FOR ME NOW IT’S THE FEAR OF THE ADRENALINE RUSH PEEKING AND STAYING THAT WAY FOR HOW LONG? I DON’T KNOW! That’s my new fear now because I know what it is now and I know I am not going to go crazy. But if the adrenaline rush stays going on strong during that panic attack could I permanently become mentally disabled to the point where I lost my mind (like you see people on the streets talking to themselves ?
THAT’S THE TRICK, THE THOUGHTS THAT I SNEAK INTO MY MIND AND THAT’S WHERE I LOSE MY
MENTAL EDGE OVER MY THOUGHTS, CAUSE AT FIRST I AM KNOWING THE FACT THAT I AM ONLY IN
THE FIGHT OR FLIGHT AND IT WILL PASS BUT THEN THAT SNEAKY THOUGHT COMES TO MY MIND, “IS
THE ADRENELINE RUSH GOING TO STAY THAT WAY AND I WILL FREAK OUT?” THEN I AM IN FULL PANIC
MODE. COOL THING NOW AFTER LEARNING WHATS GOING ON EVEN AFTER I TRICKED MYSELF TO A
PANIC ATTACK MY ATTACKS ONLY LAST LIKE 1 SECOND (A STRONG 1 SECOND WAVE OF FEAR THEN
IMMEDIATLEY GOES AWAY AND I FEEL COMPLETLEY GOOD . ALSO BECAUSE I KNOW WHATS
HAPPENING TO ME MOST OF THE TIME WHEN I LEAVE TO GO SOMEWHERE NOT STRESSFULL I
ANTICAPATE THE PANIC ATTACK BUT IT NEVER COMES AND I SMILE AND LAUGH ON PURPOSE TO PUT
ME IN A STRONG POSITIVE MOOD AND THAT WORKS TO. ALSO RIGHT AFTERWARDS I’LL PUT ON A
GOOD SONG AND SING AND THINK ABOUT A POSITIVE FUN TIME IN MY LIFE.
I still am very sociable still my old self but I need to get this agoraphobia out of the way. My general doctor prescribed me Celexa but I am too scared to take it. I was thinking of asking my doctor if the pharmacy could break up my 20mg to 2mg and 5 mg and 10mg to work myself up slowly on it?

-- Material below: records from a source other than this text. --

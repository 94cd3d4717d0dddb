use business::domain::logger::Logger;
use tracing::{debug, error, info, warn};

const LOG_TARGET: &str = "storefront";

/// `Logger` adapter that forwards every message to `tracing` under one target,
/// so `RUST_LOG=storefront=debug` selects the domain output.
pub struct TracingLogger;

impl Logger for TracingLogger {
    fn info(&self, message: &str) {
        info!(target: LOG_TARGET, "{}", message);
    }
    fn warn(&self, message: &str) {
        warn!(target: LOG_TARGET, "{}", message);
    }
    fn error(&self, message: &str) {
        error!(target: LOG_TARGET, "{}", message);
    }
    fn debug(&self, message: &str) {
        debug!(target: LOG_TARGET, "{}", message);
    }
}
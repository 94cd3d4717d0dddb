use async_trait::async_trait;

use crate::domain::errors::RepositoryError;

use super::directory::CatalogDirectory;
use super::model::NewItemProps;
use super::value_objects::Category;

/// The startup payload a catalog is built from.
///
/// `categories` is the declared category set, in display order. When empty,
/// the store derives it from the items. `directory` carries the listings
/// that are served alongside the items.
#[derive(Debug)]
pub struct CatalogPayload {
    pub categories: Vec<Category>,
    pub items: Vec<NewItemProps>,
    pub directory: CatalogDirectory,
}

/// Catalog load port. Implementations return items in catalog order with ids assigned.
#[async_trait]
pub trait CatalogSource: Send + Sync {
    async fn load(&self) -> Result<CatalogPayload, RepositoryError>;
}
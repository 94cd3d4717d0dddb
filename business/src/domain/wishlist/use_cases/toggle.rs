use async_trait::async_trait;

use crate::domain::catalog::value_objects::ItemId;
use crate::domain::wishlist::errors::WishlistError;

pub struct ToggleWishlistParams {
    pub item_id: ItemId,
}

#[derive(Debug, Clone, Copy, PartialEq, Eq)]
pub struct WishlistToggle {
    pub item_id: ItemId,
    pub present: bool,
}

#[async_trait]
pub trait ToggleWishlistUseCase: Send + Sync {
    async fn execute(&self, params: ToggleWishlistParams) -> Result<WishlistToggle, WishlistError>;
}
use poem::http::StatusCode;
use poem_openapi::payload::Json;

use business::domain::wishlist::errors::WishlistError;

use crate::api::error::{ErrorResponse, IntoErrorResponse};

impl IntoErrorResponse for WishlistError {
    fn into_error_response(self) -> (StatusCode, Json<ErrorResponse>) {
        match &self {
            WishlistError::UnknownItem(_) => (
                StatusCode::NOT_FOUND,
                ErrorResponse::new("NotFound", &self.to_string()),
            ),
        }
    }
}
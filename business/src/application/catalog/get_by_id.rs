use std::sync::Arc;

use async_trait::async_trait;

use crate::domain::catalog::errors::CatalogError;
use crate::domain::catalog::model::Item;
use crate::domain::catalog::store::CatalogStore;
use crate::domain::catalog::use_cases::get_by_id::{GetItemByIdParams, GetItemByIdUseCase};
use crate::domain::logger::Logger;

pub struct GetItemByIdUseCaseImpl {
    pub catalog: Arc<CatalogStore>,
    pub logger: Arc<dyn Logger>,
}

#[async_trait]
impl GetItemByIdUseCase for GetItemByIdUseCaseImpl {
    async fn execute(&self, params: GetItemByIdParams) -> Result<Item, CatalogError> {
        self.logger
            .info(&format!("Fetching catalog item: {}", params.id));

        match self.catalog.get(params.id) {
            Some(item) => Ok(item.clone()),
            None => {
                self.logger
                    .warn(&format!("Catalog item not found: {}", params.id));
                Err(CatalogError::NotFound)
            }
        }
    }
}
use std::sync::Arc;

use poem_openapi::{OpenApi, payload::Json};

use business::domain::contact::use_cases::submit::SubmitContactMessageUseCase;

use crate::api::contact::dto::ContactRequest;
use crate::api::error::{ErrorResponse, IntoErrorResponse};
use crate::api::tags::ApiTags;

pub struct ContactApi {
    submit_use_case: Arc<dyn SubmitContactMessageUseCase>,
}

impl ContactApi {
    pub fn new(submit_use_case: Arc<dyn SubmitContactMessageUseCase>) -> Self {
        Self { submit_use_case }
    }
}

/// Contact form API
#[OpenApi]
impl ContactApi {
    /// Send a contact message
    ///
    /// Validates the form and relays it through EmailJS. The outcome is also
    /// published as a notification.
    #[oai(path = "/contact", method = "post", tag = "ApiTags::Contact")]
    async fn submit(&self, body: Json<ContactRequest>) -> SubmitContactResponse {
        match self.submit_use_case.execute(body.0.into()).await {
            Ok(()) => SubmitContactResponse::Accepted,
            Err(err) => {
                let (status, json) = err.into_error_response();
                match status.as_u16() {
                    400 => SubmitContactResponse::BadRequest(json),
                    502 => SubmitContactResponse::BadGateway(json),
                    _ => SubmitContactResponse::ServiceUnavailable(json),
                }
            }
        }
    }
}

#[derive(poem_openapi::ApiResponse)]
pub enum SubmitContactResponse {
    #[oai(status = 202)]
    Accepted,
    #[oai(status = 400)]
    BadRequest(Json<ErrorResponse>),
    #[oai(status = 502)]
    BadGateway(Json<ErrorResponse>),
    #[oai(status = 503)]
    ServiceUnavailable(Json<ErrorResponse>),
}
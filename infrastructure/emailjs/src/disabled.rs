use async_trait::async_trait;

use business::domain::contact::errors::ContactError;
use business::domain::contact::model::ContactMessage;
use business::domain::contact::services::ContactMessageSender;

/// Stands in for the EmailJS sender when no account is configured.
pub struct DisabledContactSender;

#[async_trait]
impl ContactMessageSender for DisabledContactSender {
    async fn send(&self, _message: &ContactMessage) -> Result<(), ContactError> {
        tracing::warn!("Contact message dropped, EmailJS is not configured");
        Err(ContactError::NotConfigured)
    }
}

#[cfg(test)]
mod tests {
    use super::*;

    #[tokio::test]
    async fn should_report_not_configured() {
        let message = ContactMessage::new(
            "Ada".to_string(),
            "ada@example.com".to_string(),
            String::new(),
            "Hi".to_string(),
        )
        .unwrap();

        let result = DisabledContactSender.send(&message).await;

        assert_eq!(result.unwrap_err(), ContactError::NotConfigured);
    }
}
use poem_openapi::Tags;

#[derive(Debug, Tags)]
pub enum ApiTags {
    Health,
    Shop,
    Toolkit,
    Cart,
    Wishlist,
    Contact,
    Notifications,
}
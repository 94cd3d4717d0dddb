use async_trait::async_trait;

use crate::domain::catalog::errors::CatalogError;
use crate::domain::catalog::model::Item;
use crate::domain::catalog::value_objects::{CategoryFilter, SearchQuery};

pub struct FilterCatalogParams {
    pub query: SearchQuery,
    pub category: CategoryFilter,
}

#[async_trait]
pub trait FilterCatalogUseCase: Send + Sync {
    async fn execute(&self, params: FilterCatalogParams) -> Result<Vec<Item>, CatalogError>;
}
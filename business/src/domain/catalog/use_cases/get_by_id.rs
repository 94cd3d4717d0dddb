use async_trait::async_trait;

use crate::domain::catalog::errors::CatalogError;
use crate::domain::catalog::model::Item;
use crate::domain::catalog::value_objects::ItemId;

pub struct GetItemByIdParams {
    pub id: ItemId,
}

#[async_trait]
pub trait GetItemByIdUseCase: Send + Sync {
    async fn execute(&self, params: GetItemByIdParams) -> Result<Item, CatalogError>;
}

I Take vitamins/ I exercise allot and eat correctly and drink the right beneficial drinks (sea salt and water etc) but it hasn’t helped with agoraphobia.
My panic attacks feel as followed,, I have a adrenaline rush in my head (no chest pains) and fear comes with it or right after it comes like in waves and I get dizzy which now that I know what it is, I don’t have the bad thoughts that come with the panic attack but I still get scared because of the adrenaline rush and being dizzy in my car or public places. I can stop one from coming now because of the knowledge of what is happening but I would like to go to cognitive thinking to add to my arsenal of being mentally strong against it.
Questions for you,
Will I need medication, should I use medication? I was thinking klopotine instead of Celexa because I don’t want to take the chance of having a side effect of a panic attack while I am at home! Because I never had one at home and I don’t want to open that dreadful door!
Would breaking up the celxa close to 2mg be ok?
Should I keep doing what I do now and that is I have xanax in my pocket for security and I just go out and slowly expose myself to those places that I get a panic attack from and that seems to work but it is mentally tiring. I truly believe this might be the best way with cognitive behavioral thinking but in the morning with bad sleep I cannot make it to the cbt program without having to fight a panic attack off. I seem to be very weak in the morning mentally.